A Novel Sleep Respiratory Rate Detection Method for Obstructive Sleep Apnea Based on Characteristic Moment Waveform

1Graduate School of Science and Engineering, Yamaguchi University, Yamaguchi, Japan
2School of Electrical Engineering and Electronic Information, Xihua University, Chengdu, China

Correspondence should be addressed to Haibin Wang

Received 9 June 2017; Revised 24 September 2017; Accepted 9 October 2017; Published 10 January 2018

Academic Editor: Chengyu Liu

Copyright © 2018 Yu Fang et al. This is an open access article distributed under the Creative Commons Attribution License, which permits unrestricted use, distribution, and reproduction in any medium, provided the original work is properly cited.

Abstract

Obstructive sleep apnea (OSA) affecting human’s health is a kind of major breathing-related sleep disorders and sometimes leads to nocturnal death. Respiratory rate (RR) of a sleep breathing sound signal is an important human vital sign for OSA monitoring during whole-night sleeping.
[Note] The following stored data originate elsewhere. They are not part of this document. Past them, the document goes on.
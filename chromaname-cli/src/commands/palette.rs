//! Palette CLI commands.

use std::path::PathBuf;

use chromaname::color::Rgb;
use chromaname::config::ConfigFile;
use clap::Subcommand;

use super::common::load_palette;
use crate::error::CliError;

/// Palette subcommands.
#[derive(Debug, Subcommand)]
pub enum PaletteCommands {
    /// List the palette's colors in match order
    List {
        /// Palette JSON file (overrides palette.path)
        #[arg(long)]
        palette: Option<PathBuf>,
    },

    /// Find the palette color nearest to a hex color
    Match {
        /// Color as RRGGBB or #RRGGBB
        color: String,

        /// Palette JSON file (overrides palette.path)
        #[arg(long)]
        palette: Option<PathBuf>,
    },
}

/// Run a palette subcommand.
pub fn run(command: PaletteCommands) -> Result<(), CliError> {
    let config = ConfigFile::load().unwrap_or_default();
    match command {
        PaletteCommands::List { palette } => run_list(palette, &config),
        PaletteCommands::Match { color, palette } => run_match(&color, palette, &config),
    }
}

fn run_list(palette: Option<PathBuf>, config: &ConfigFile) -> Result<(), CliError> {
    let palette = load_palette(palette, config)?;
    if palette.is_empty() {
        println!("(palette is empty)");
        return Ok(());
    }

    let width = palette.iter().map(|e| e.name.len()).max().unwrap_or(0);
    for entry in palette.iter() {
        println!("{:<width$}  {}", entry.name, entry.color, width = width);
    }
    Ok(())
}

fn run_match(color: &str, palette: Option<PathBuf>, config: &ConfigFile) -> Result<(), CliError> {
    let query: Rgb = color
        .parse()
        .map_err(|e| CliError::InvalidArgument(format!("'{}': {}", color, e)))?;
    let palette = load_palette(palette, config)?;

    match palette.closest_match(query) {
        Some(found) => println!(
            "{} ({}), distance {}",
            found.name, found.color, found.distance
        ),
        None => println!("no match"),
    }
    Ok(())
}
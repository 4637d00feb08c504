//! Configuration management CLI commands.
//!
//! Provides `config get`, `config set`, `config list`, and `config path`.

use chromaname::config::{config_file_path, ConfigFile, ConfigKey};
use clap::Subcommand;

use crate::error::CliError;

/// Config subcommands.
#[derive(Debug, Subcommand)]
pub enum ConfigCommands {
    /// Get a configuration value
    Get {
        /// Configuration key in format section.key (e.g., sampler.radius)
        key: String,
    },

    /// Set a configuration value
    Set {
        /// Configuration key in format section.key (e.g., sampler.radius)
        key: String,

        /// Value to set
        value: String,
    },

    /// List all configuration settings
    List,

    /// Show the configuration file path
    Path,
}

/// Run a config subcommand.
pub fn run(command: ConfigCommands) -> Result<(), CliError> {
    match command {
        ConfigCommands::Get { key } => run_get(&key),
        ConfigCommands::Set { key, value } => run_set(&key, &value),
        ConfigCommands::List => run_list(),
        ConfigCommands::Path => run_path(),
    }
}

fn parse_key(key: &str) -> Result<ConfigKey, CliError> {
    key.parse().map_err(|_| {
        CliError::Config(format!(
            "Unknown configuration key '{}'. Use 'chromaname config list' to see available keys.",
            key
        ))
    })
}

fn run_get(key: &str) -> Result<(), CliError> {
    let config_key = parse_key(key)?;
    let config = ConfigFile::load().unwrap_or_default();
    let value = config_key.get(&config);

    if value.is_empty() {
        println!("(not set)");
    } else {
        println!("{}", value);
    }
    Ok(())
}

fn run_set(key: &str, value: &str) -> Result<(), CliError> {
    let config_key = parse_key(key)?;

    let mut config = ConfigFile::load().unwrap_or_default();
    config_key.set(&mut config, value)?;
    config.save()?;

    println!("Set {} = {}", config_key.name(), config_key.get(&config));
    Ok(())
}

fn run_list() -> Result<(), CliError> {
    let config = ConfigFile::load().unwrap_or_default();

    println!("Configuration Settings");
    println!("======================");
    println!();

    let mut current_section = "";
    for key in ConfigKey::all() {
        let section = key.section();
        if section != current_section {
            if !current_section.is_empty() {
                println!();
            }
            println!("[{}]", section);
            current_section = section;
        }

        let value = key.get(&config);
        if value.is_empty() {
            println!("  {} = (not set)", key.key_name());
        } else {
            println!("  {} = {}", key.key_name(), value);
        }
    }
    Ok(())
}

fn run_path() -> Result<(), CliError> {
    println!("{}", config_file_path().display());
    Ok(())
}

#[cfg(test)]
mod tests {
    use super::*;

    #[test]
    fn test_parse_key() {
        assert_eq!(parse_key("sampler.radius").unwrap(), ConfigKey::SamplerRadius);
        let err = parse_key("sampler.nope").unwrap_err();
        assert!(err.to_string().contains("chromaname config list"));
    }
}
A novel sleep respiratory rate detection with high computational speed based on characteristic moment waveform (CMW) method is proposed in this paper. A portable and wearable sound device is used to acquire the breathing sound signal. And the amplitude contrast decreasing has been done first. Then, the CMW is extracted with suitable time scale parameters, and the sleep RR value is calculated by the extreme points of CMW. Experiments of one OSA case and five healthy cases are tested to validate the efficiency of the proposed sleep RR detection method. According to manual counting, sleep RR can be detected accurately by the proposed method. In addition, the apnea sections can be detected by the sleep RR values with a given threshold, and the time duration of the segmentation of the breath can be calculated for detailed evaluation of the state of OSA. The proposed method is meaningful for continued research on the sleep breathing sound signal.